Professional Beauty
Professional Beauty


30 MIN READ TIME

NAILED IT

1997-2000 student

“Originally I wanted to be a fashion designer because I’ve always been good at drawing but I hated the technical side of the course. I switched to an NQV Level 2 in Beauty Therapy but found I only really enjoyed doing facials and nails. So, in 2000 I studied for my Nail Technician NVQ Level 2 and started working as a mobile tech.”

2002–2004 freelance nail tech at LFW

“I was asked to work the nail bars at London Fashion Week (LFW) and because I was pretty new to the industry I knew it would be a great opportunity to develop my skills, working for brands Rococo, Revlon, Maybelline and Crabtree & Evelyn.

“LFW is very different to mobile work. You work alongside make-up artists and hairdressers in hectic back rooms, having to create distinctive looks in limited time with a minimal amount of space. Despite the high-pressure environment, these shows opened me up to the different forums available to nail techs while I built up my mobile business.”

2002–2004 Nails Inc technician

“Although I love freelance work, I needed something more financially stable because I was a single mum with a threeyear- old daughter. I joined Nails Inc as a full-time tech and learned a lot about how to bring in new business by upselling services and treatment packages to clients. But there wasn’t much focus on developing my technical skills, so I took courses in advanced manicures and nail art – because it was becoming more popular – in my own time. I’m a big believer in continually learning.”

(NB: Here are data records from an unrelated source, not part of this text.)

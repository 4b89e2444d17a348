//! Upload key composition and download target resolution
//!
//! Uploads keep the source file's full extension (`.tar.gz` included);
//! a rename may only change the part before it.

use std::path::{Path, PathBuf};

use serde::Serialize;

use crate::error::{Error, RenameViolation, Result};
use crate::region::Region;

/// Split a file name into base name and compound extension
///
/// `archive.tar.gz` splits into `archive` and `.tar.gz`. Leading dots belong to
/// the base name (`.bashrc` has no extension) and a name ending in a dot has
/// no extension.
pub fn split_file_name(name: &str) -> (&str, &str) {
    if name.ends_with('.') {
        return (name, "");
    }

    let trimmed = name.trim_start_matches('.');
    match trimmed.find('.') {
        Some(pos) => name.split_at(name.len() - trimmed.len() + pos),
        None => (name, ""),
    }
}

/// Check that a rename only replaces the base name
pub fn validate_rename(rename: &str) -> Result<&str> {
    let last = Path::new(rename)
        .file_name()
        .and_then(|n| n.to_str())
        .unwrap_or(rename);

    let violation = if !split_file_name(last).1.is_empty() {
        Some(RenameViolation::ReplacesExtension)
    } else if rename.contains('/') || rename.contains(std::path::MAIN_SEPARATOR) {
        Some(RenameViolation::EmbedsPath)
    } else {
        None
    };

    match violation {
        Some(violation) => Err(Error::UnsafeRename {
            name: rename.to_string(),
            violation,
        }),
        None => Ok(rename),
    }
}

/// Make a destination prefix end with `/`; empty means the space root
pub fn normalize_destination(destination: &str) -> String {
    if destination.is_empty() || destination.ends_with('/') {
        destination.to_string()
    } else {
        format!("{destination}/")
    }
}

/// Compose the object key for uploading `source`
pub fn upload_key(source: &Path, destination: &str, rename: Option<&str>) -> Result<String> {
    let file_name = source
        .file_name()
        .and_then(|n| n.to_str())
        .ok_or_else(|| Error::InvalidPath(format!("{} has no file name", source.display())))?;

    let (base, extension) = split_file_name(file_name);
    let name = match rename.filter(|r| !r.is_empty()) {
        Some(rename) => validate_rename(rename)?,
        None => base,
    };

    Ok(format!(
        "{}{name}{extension}",
        normalize_destination(destination)
    ))
}

/// Local path an object is downloaded to
///
/// Keys are joined below `destination` component by component. Directory
/// markers and keys that would climb out of `destination` are refused.
pub fn download_target(destination: &Path, key: &str) -> Result<PathBuf> {
    if key.is_empty() {
        return Err(Error::InvalidPath("object key is empty".into()));
    }
    if key.ends_with('/') {
        return Err(Error::InvalidPath(format!(
            "'{key}' is a directory marker, not a file"
        )));
    }

    let mut target = destination.to_path_buf();
    for component in key.split('/').filter(|c| !c.is_empty()) {
        if component == ".." || component == "." {
            return Err(Error::InvalidPath(format!(
                "'{key}' would be written outside {}",
                destination.display()
            )));
        }
        target.push(component);
    }
    Ok(target)
}

/// Transfer direction
#[derive(Debug, Clone, Copy, PartialEq, Eq, Serialize)]
#[serde(rename_all = "lowercase")]
pub enum Direction {
    Upload,
    Download,
}

/// Outcome of a completed transfer
#[derive(Debug, Clone, Serialize)]
pub struct TransferReport {
    pub direction: Direction,
    pub region: Region,
    pub space: String,
    pub key: String,
    pub local_path: PathBuf,
    pub bytes: u64,
    pub elapsed_secs: f64,
}

impl std::fmt::Display for TransferReport {
    fn fmt(&self, f: &mut std::fmt::Formatter<'_>) -> std::fmt::Result {
        match self.direction {
            Direction::Upload => write!(
                f,
                "Uploaded to {}/{} in {:.4} seconds\n- Destination -> {}",
                self.region, self.space, self.elapsed_secs, self.key
            ),
            Direction::Download => write!(
                f,
                "Downloaded from {}/{} in {:.4} seconds\n- Destination -> {}",
                self.region,
                self.space,
                self.elapsed_secs,
                self.local_path.display()
            ),
        }
    }
}
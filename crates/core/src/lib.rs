//! spaces-core: Core library for the spaces object storage client
//!
//! This crate provides everything the client does on its own side of the wire:
//! - Credential and region resolution
//! - Space selection and the cached object listing
//! - File/directory classification and prefix filtering
//! - Upload key composition and rename validation
//! - Text presentation of listings
//! - ObjectStore trait for the storage service
//!
//! This crate is designed to be independent of any specific S3 SDK,
//! so the client logic can be tested against a mocked store.

pub mod client;
pub mod config;
pub mod entry;
pub mod error;
pub mod format;
pub mod listing;
pub mod region;
pub mod traits;
pub mod transfer;

pub use client::SpacesClient;
pub use config::{Credentials, EnvFile, EnvFileLoader};
pub use entry::{EntryKind, ObjectEntry, SpaceInfo};
pub use error::{Error, RenameViolation, Result};
pub use listing::ListKind;
pub use region::Region;
pub use traits::ObjectStore;
pub use transfer::{Direction, TransferReport};
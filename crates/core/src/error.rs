//! Error types for spaces-core
//!
//! Provides a unified error type that can be converted to appropriate exit codes.

use thiserror::Error;

/// Result type alias for spaces-core operations
pub type Result<T> = std::result::Result<T, Error>;

/// Why a rename was refused
#[derive(Debug, Clone, Copy, PartialEq, Eq)]
pub enum RenameViolation {
    /// The new name carries its own extension
    ReplacesExtension,
    /// The new name contains a path separator
    EmbedsPath,
}

impl std::fmt::Display for RenameViolation {
    fn fmt(&self, f: &mut std::fmt::Formatter<'_>) -> std::fmt::Result {
        match self {
            Self::ReplacesExtension => write!(
                f,
                "the file extension cannot be replaced; rename 'old_name.txt' to 'new_name', not 'new_name.mp4'"
            ),
            Self::EmbedsPath => write!(
                f,
                "a path cannot be placed in the new name; use the destination prefix instead"
            ),
        }
    }
}

/// Error types for spaces-core operations
#[derive(Error, Debug)]
pub enum Error {
    /// Configuration error
    #[error("Configuration error: {0}")]
    Config(String),

    /// Keys could not be resolved from arguments or the env file
    #[error(
        "API keys have not been provided: {0}. Pass --public-key/--secret-key or supply an env.toml with public_key and secret_key"
    )]
    MissingCredentials(String),

    /// Region outside the supported set
    #[error("Invalid region '{given}', available options: {}", .valid.join(", "))]
    InvalidRegion {
        given: String,
        valid: Vec<&'static str>,
    },

    /// No current space and none given
    #[error("No space selected. Set a space or pass one explicitly. Available spaces: [{}]", .available.join(", "))]
    NoSpaceSelected { available: Vec<String> },

    /// Space name not known to the account
    #[error("Space '{name}' doesn't exist. Available spaces: [{}]", .available.join(", "))]
    InvalidSpaceName {
        name: String,
        available: Vec<String>,
    },

    /// Rename would change the extension or embed a path
    #[error("Unsafe rename '{name}': {violation}")]
    UnsafeRename {
        name: String,
        violation: RenameViolation,
    },

    /// Invalid local path or object key
    #[error("Invalid path: {0}")]
    InvalidPath(String),

    /// IO error
    #[error("IO error: {0}")]
    Io(#[from] std::io::Error),

    /// TOML parsing error
    #[error("TOML parse error: {0}")]
    TomlParse(#[from] toml::de::Error),

    /// URL parsing error
    #[error("Invalid URL: {0}")]
    InvalidUrl(#[from] url::ParseError),

    /// Authentication error
    #[error("Authentication failed: {0}")]
    Auth(String),

    /// Resource not found
    #[error("Not found: {0}")]
    NotFound(String),

    /// Network or service error
    #[error("Network error: {0}")]
    Network(String),

    /// General error
    #[error("{0}")]
    General(String),
}

impl Error {
    /// Get the appropriate exit code for this error
    pub const fn exit_code(&self) -> i32 {
        match self {
            Error::Config(_)
            | Error::MissingCredentials(_)
            | Error::InvalidRegion { .. }
            | Error::NoSpaceSelected { .. }
            | Error::UnsafeRename { .. }
            | Error::InvalidPath(_)
            | Error::TomlParse(_)
            | Error::InvalidUrl(_) => 2, // UsageError
            Error::Network(_) => 3,     // NetworkError
            Error::Auth(_) => 4,        // AuthError
            Error::NotFound(_) | Error::InvalidSpaceName { .. } => 5, // NotFound
            _ => 1,                     // GeneralError
        }
    }
}
//! spaces command - List available spaces

use spaces_core::{ObjectStore, SpacesClient};

use crate::exit_code::ExitCode;
use crate::output::Formatter;

/// Print the spaces known to the client
pub fn run<S: ObjectStore>(client: &SpacesClient<S>, formatter: &Formatter) -> ExitCode {
    if formatter.is_json() {
        formatter.json(client.list_spaces());
    } else {
        formatter.println(&client.list_spaces_text());
    }
    ExitCode::Success
}
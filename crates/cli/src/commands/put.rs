//! put command - Upload a file
//!
//! The key is DESTINATION/NAME.EXT, where NAME is the file's base name or
//! the --rename value. The extension of the local file is always kept.

use std::path::PathBuf;

use clap::Args;
use spaces_core::{ObjectStore, SpacesClient};

use crate::commands::{fail, transfer_summary};
use crate::exit_code::ExitCode;
use crate::output::{Formatter, Spinner};

/// Upload a file
#[derive(Args, Debug, Clone)]
pub struct PutArgs {
    /// Local file to upload
    pub file: PathBuf,

    /// Key prefix to upload under (e.g. "videos/2024")
    #[arg(short, long, default_value = "")]
    pub destination: String,

    /// New base name, without extension or path
    #[arg(short, long)]
    pub rename: Option<String>,
}

/// Upload into the current space
pub async fn run<S: ObjectStore>(
    client: &mut SpacesClient<S>,
    args: &PutArgs,
    formatter: &Formatter,
) -> ExitCode {
    let spinner = Spinner::start(
        formatter.config(),
        &format!("Uploading {}", args.file.display()),
    );
    let result = client
        .upload_file(&args.file, &args.destination, args.rename.as_deref(), None)
        .await;
    spinner.finish();

    match result {
        Ok(report) => {
            if formatter.is_json() {
                formatter.json(&report);
            } else {
                formatter.println(&transfer_summary(&report));
            }
            ExitCode::Success
        }
        Err(e) => fail(formatter, &e),
    }
}
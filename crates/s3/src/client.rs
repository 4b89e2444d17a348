//! S3 store implementation
//!
//! Wraps aws-sdk-s3 and implements the ObjectStore trait from spaces-core.

use std::path::Path;

use async_trait::async_trait;
use aws_sdk_s3::primitives::ByteStream;
use tokio::io::AsyncWriteExt;
use url::Url;

use spaces_core::{Credentials, Error, ObjectEntry, ObjectStore, Region, Result, SpaceInfo};

use crate::errors::map_sdk_error;

/// S3 store wrapper
pub struct S3Store {
    inner: aws_sdk_s3::Client,
    endpoint: Url,
}

impl S3Store {
    /// Create a store for `region`
    ///
    /// Without `endpoint` the region's Spaces endpoint is used. A custom
    /// endpoint switches to path-style addressing, which every S3-compatible
    /// server understands.
    pub async fn new(
        region: Region,
        credentials: &Credentials,
        endpoint: Option<&str>,
    ) -> Result<Self> {
        let custom_endpoint = endpoint.is_some();
        let endpoint = match endpoint {
            Some(url) => Url::parse(url)?,
            None => region.endpoint()?,
        };

        // Build credentials provider
        let provider = aws_credential_types::Credentials::new(
            credentials.public_key.clone(),
            credentials.secret_key.clone(),
            None, // session token
            None, // expiry
            "spaces-static-credentials",
        );

        // Build SDK config
        let config = aws_config::defaults(aws_config::BehaviorVersion::latest())
            .credentials_provider(provider)
            .region(aws_config::Region::new(region.as_str()))
            .endpoint_url(endpoint.as_str())
            .load()
            .await;

        let s3_config = aws_sdk_s3::config::Builder::from(&config)
            .force_path_style(custom_endpoint)
            .build();

        tracing::debug!(endpoint = %endpoint, region = %region, "created S3 store");

        Ok(Self {
            inner: aws_sdk_s3::Client::from_conf(s3_config),
            endpoint,
        })
    }

    /// Endpoint requests are sent to
    pub fn endpoint(&self) -> &Url {
        &self.endpoint
    }
}

impl std::fmt::Debug for S3Store {
    fn fmt(&self, f: &mut std::fmt::Formatter<'_>) -> std::fmt::Result {
        f.debug_struct("S3Store")
            .field("endpoint", &self.endpoint.as_str())
            .finish_non_exhaustive()
    }
}

fn to_timestamp(dt: &aws_smithy_types::DateTime) -> Option<jiff::Timestamp> {
    jiff::Timestamp::new(dt.secs(), dt.subsec_nanos() as i32).ok()
}

#[async_trait]
impl ObjectStore for S3Store {
    async fn list_buckets(&self) -> Result<Vec<SpaceInfo>> {
        let response = self
            .inner
            .list_buckets()
            .send()
            .await
            .map_err(|e| map_sdk_error(e, self.endpoint.as_str()))?;

        let spaces = response
            .buckets()
            .iter()
            .filter_map(|b| {
                let name = b.name()?;
                Some(SpaceInfo {
                    name: name.to_string(),
                    creation_date: b.creation_date().and_then(to_timestamp),
                })
            })
            .collect();

        Ok(spaces)
    }

    async fn list_objects(&self, space: &str) -> Result<Vec<ObjectEntry>> {
        let mut entries = Vec::new();
        let mut continuation_token: Option<String> = None;

        // Paginate through all results
        loop {
            let mut request = self.inner.list_objects_v2().bucket(space).fetch_owner(true);
            if let Some(token) = &continuation_token {
                request = request.continuation_token(token);
            }

            let response = request.send().await.map_err(|e| map_sdk_error(e, space))?;

            for object in response.contents() {
                let Some(key) = object.key() else {
                    tracing::warn!(space, "skipping listed object without a key");
                    continue;
                };

                entries.push(ObjectEntry {
                    key: key.to_string(),
                    last_modified: object.last_modified().and_then(to_timestamp),
                    etag: object.e_tag().map(|etag| etag.trim_matches('"').to_string()),
                    owner: object
                        .owner()
                        .and_then(|owner| owner.display_name())
                        .map(str::to_string),
                    size_bytes: object.size(),
                });
            }

            match response.next_continuation_token() {
                Some(token) if response.is_truncated().unwrap_or(false) => {
                    continuation_token = Some(token.to_string());
                }
                _ => break,
            }
        }

        tracing::debug!(space, count = entries.len(), "listed objects");
        Ok(entries)
    }

    async fn download_file(&self, space: &str, key: &str, destination: &Path) -> Result<u64> {
        let resource = format!("{space}/{key}");
        let response = self
            .inner
            .get_object()
            .bucket(space)
            .key(key)
            .send()
            .await
            .map_err(|e| map_sdk_error(e, &resource))?;

        let mut body = response.body;
        let mut file = tokio::fs::File::create(destination).await?;
        let mut written = 0u64;

        while let Some(chunk) = body
            .try_next()
            .await
            .map_err(|e| Error::Network(e.to_string()))?
        {
            file.write_all(&chunk).await?;
            written += chunk.len() as u64;
        }
        file.flush().await?;

        Ok(written)
    }

    async fn upload_file(&self, source: &Path, space: &str, key: &str) -> Result<u64> {
        let size = tokio::fs::metadata(source).await?.len();
        let body = ByteStream::from_path(source)
            .await
            .map_err(|e| Error::General(format!("Failed to read {}: {e}", source.display())))?;

        let mut request = self
            .inner
            .put_object()
            .bucket(space)
            .key(key)
            .body(body);

        if let Some(mime) = mime_guess::from_path(source).first() {
            request = request.content_type(mime.essence_str());
        }

        request
            .send()
            .await
            .map_err(|e| map_sdk_error(e, &format!("{space}/{key}")))?;

        Ok(size)
    }
}
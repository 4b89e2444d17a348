//! Snapshot tests for the listing text blocks

use spaces_core::format::entries_block;
use spaces_core::{ListKind, ObjectEntry, Region};

fn entry(key: &str, modified: &str, etag: &str) -> ObjectEntry {
    let mut entry = ObjectEntry::new(key);
    entry.last_modified = Some(modified.parse().unwrap());
    entry.etag = Some(etag.to_string());
    entry.owner = Some("alice".to_string());
    entry
}

#[test]
fn test_all_listing_block() {
    let entries = vec![
        entry(
            "photos/",
            "2024-03-01T12:00:00Z",
            "d41d8cd98f00b204e9800998ecf8427e",
        ),
        entry(
            "photos/cat.png",
            "2024-03-02T08:30:15Z",
            "9b2cf535f27731c974343645a3985328",
        ),
    ];

    let block = entries_block(Region::Nyc3, "media", ListKind::All, &entries);
    insta::assert_snapshot!("all_listing_block", block);
}
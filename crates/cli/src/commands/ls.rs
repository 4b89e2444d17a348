//! ls command - List objects in the current space
//!
//! Entries are filtered client-side by key prefix and by the trailing-slash
//! file/directory convention.

use clap::Args;
use spaces_core::{ListKind, ObjectStore, SpacesClient};

use crate::commands::fail;
use crate::exit_code::ExitCode;
use crate::output::Formatter;

/// List objects
#[derive(Args, Debug, Clone, Default)]
pub struct LsArgs {
    /// Only keys starting with this prefix (e.g. "photos/")
    #[arg(default_value = "")]
    pub prefix: String,

    /// Only files
    #[arg(long, conflicts_with = "dirs")]
    pub files: bool,

    /// Only directories (keys ending in "/")
    #[arg(long)]
    pub dirs: bool,
}

impl LsArgs {
    pub fn kind(&self) -> ListKind {
        if self.files {
            ListKind::Files
        } else if self.dirs {
            ListKind::Dirs
        } else {
            ListKind::All
        }
    }
}

/// List entries of the current space
pub async fn run<S: ObjectStore>(
    client: &mut SpacesClient<S>,
    args: &LsArgs,
    formatter: &Formatter,
) -> ExitCode {
    let kind = args.kind();

    if formatter.is_json() {
        match client.list(kind, &args.prefix, None).await {
            Ok(entries) => formatter.json(&entries),
            Err(e) => return fail(formatter, &e),
        }
    } else {
        match client.list_text(kind, &args.prefix, None).await {
            Ok(text) => formatter.println(&text),
            Err(e) => return fail(formatter, &e),
        }
    }

    ExitCode::Success
}
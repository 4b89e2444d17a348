//! Mapping of SDK failures onto core errors
//!
//! Failures are classified once from the full error context and never
//! retried.

use aws_sdk_s3::error::DisplayErrorContext;
use spaces_core::Error;

const NOT_FOUND_CODES: [&str; 3] = ["NoSuchKey", "NoSuchBucket", "NotFound"];
const AUTH_CODES: [&str; 4] = [
    "InvalidAccessKeyId",
    "SignatureDoesNotMatch",
    "AccessDenied",
    "Forbidden",
];

/// Convert an SDK error about `resource` into a core error
pub(crate) fn map_sdk_error(err: impl std::error::Error, resource: &str) -> Error {
    classify(DisplayErrorContext(&err).to_string(), resource)
}

fn classify(message: String, resource: &str) -> Error {
    if NOT_FOUND_CODES.iter().any(|code| message.contains(code)) {
        Error::NotFound(resource.to_string())
    } else if AUTH_CODES.iter().any(|code| message.contains(code)) {
        Error::Auth(message)
    } else {
        Error::Network(message)
    }
}
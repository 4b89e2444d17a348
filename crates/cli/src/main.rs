//! spaces - object storage client
//!
//! A command-line interface for DigitalOcean Spaces and other
//! S3-compatible object storage services.

use clap::Parser;
use tracing_subscriber::{EnvFilter, fmt, prelude::*};

use spaces_cli::commands::{self, Cli};

#[tokio::main]
async fn main() {
    let cli = Cli::parse();

    // Logs go to stderr so stdout stays clean for command output
    let filter = if cli.debug {
        EnvFilter::new("debug")
    } else {
        EnvFilter::try_from_default_env().unwrap_or_else(|_| EnvFilter::new("warn"))
    };
    tracing_subscriber::registry()
        .with(fmt::layer().with_writer(std::io::stderr))
        .with(filter)
        .init();

    let exit_code = commands::execute(cli).await;

    std::process::exit(exit_code.as_i32());
}
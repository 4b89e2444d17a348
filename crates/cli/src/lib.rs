//! spaces CLI library
//!
//! This module exports the CLI components for use in integration tests.

pub mod commands;
pub mod exit_code;
pub mod output;
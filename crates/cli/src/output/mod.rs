//! Output formatting utilities
//!
//! This module provides formatters for CLI output in both human-readable
//! and JSON formats. It also handles the transfer spinner and colored output.

mod formatter;
mod progress;

pub use formatter::Formatter;
pub use progress::Spinner;

/// Output configuration derived from CLI flags
#[derive(Debug, Clone, Default)]
pub struct OutputConfig {
    /// Use JSON output format
    pub json: bool,
    /// Disable colored output
    pub no_color: bool,
    /// Disable progress spinner
    pub no_progress: bool,
    /// Suppress non-error output
    pub quiet: bool,
}
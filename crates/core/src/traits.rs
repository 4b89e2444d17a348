//! ObjectStore trait definition
//!
//! This trait defines the interface to the S3-compatible storage service.
//! It allows the client logic to be decoupled from the specific S3 SDK implementation.

use std::path::Path;

use async_trait::async_trait;

use crate::entry::{ObjectEntry, SpaceInfo};
use crate::error::Result;

/// Trait for S3-compatible storage operations
///
/// This trait is implemented by the S3 adapter and can be mocked for testing.
#[cfg_attr(test, mockall::automock)]
#[async_trait]
pub trait ObjectStore: Send + Sync {
    /// List every bucket owned by the account
    async fn list_buckets(&self) -> Result<Vec<SpaceInfo>>;

    /// List every object in a bucket, in service order
    async fn list_objects(&self, space: &str) -> Result<Vec<ObjectEntry>>;

    /// Download an object to a local file, returning the bytes written
    async fn download_file(&self, space: &str, key: &str, destination: &Path) -> Result<u64>;

    /// Upload a local file to a key, returning the bytes sent
    async fn upload_file(&self, source: &Path, space: &str, key: &str) -> Result<u64>;
}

2004–2009 Cuticles franchisee

“I saw an advert about Cuticles – a nail, beauty and tanning franchise which was creating a UK-wide mobile salon network – in a magazine and approached the founders, Ros Lewis and Cathy Stewart, about it. I wanted to run my own business but I didn’t know how to go about it or what the logistics would be, which is why this franchisee set-up was perfect.

“After an initial £1,500 payment, I paid a monthly fee, which the company used to promote my services and help me with supplies. As a franchisee, they kitted me out with tools and uniforms and sent me on loads of training. This is where I achieved my CND Master level and learned how to do make-up and waxing.

“As one of Cuticles’ London-based techs I got busy quickly, to the point where I had to turn people away. I did a lot of high-end clients, such as royal associates, and soon realised I could make more money by doing one of these clients than five regular clients. So I started doing a lot more of this type of work.”

2008–2012 trainer/manager at Wah Nails

“It was around this time that Cuticles closed but by this stage I was doing a lot of freelance work, helping at fashion shows and on editorial shoots for Tiffany & Co and Vogue magazine, so I was OK to go it alone. Plus, my clients were extremely loyal and followed me.

“Sharmadean Reid, the owner of Wah Nails, needed some freelance techs for a pop-up nail bar she was hosting in Selfridges and asked if I could work it. Wah Nails is an art-led business and I was good at design, which I think is what impressed her because she offered me a part-time job. At first I wasn’t sure; I liked being my own boss, but the business’s concept was interesting and she gave me flexible hours so I could still do my session work. I learned a lot about nail design there.”

One of Celik’s nail designs using Gelish’s Street Beats collection

2009–present agency work

“In 2009 I joined Camilla Lowther Management (CLM) and the agency quickly started booking me in for celebrity clients, including singers Jessie J and Rihanna. For this kind of work, you have to be readily available; I once had to accompany Jessie J on her UK tour. It’s busy work but the kind of thing that really gets you recognised.

“I didn’t have much say in the nail designs – they were powerful women who knew what they wanted – but the looks were fun to create. The first time I did a gel manicure for Jessie J she asked for stick men and smiley-face nail art, while Rihanna always opted for long, solidcoloured nails.

Celik’s baby pink gel manicure for actress Michelle Kegan

“In 2012, I left CLM for my new agency LMC Worldwide. My biggest clients to date here have been Spice Girl Mel B, actress Michelle Keegan, who I did a baby pink gel manicure for, and singer Adele, who wanted olive-green nails with Gelish Olive You for her Glastonbury gig last year.”

2009–present Nail Harmony UK master educator

“I’ve always wanted to teach and I thought if I was going to do it then I would want to do it for a company like Nail Harmony, the UK distributor of Gelish and All That Jazz. I’ve known [director] Georgie Smedley for years and she is hands down one of the best teachers around.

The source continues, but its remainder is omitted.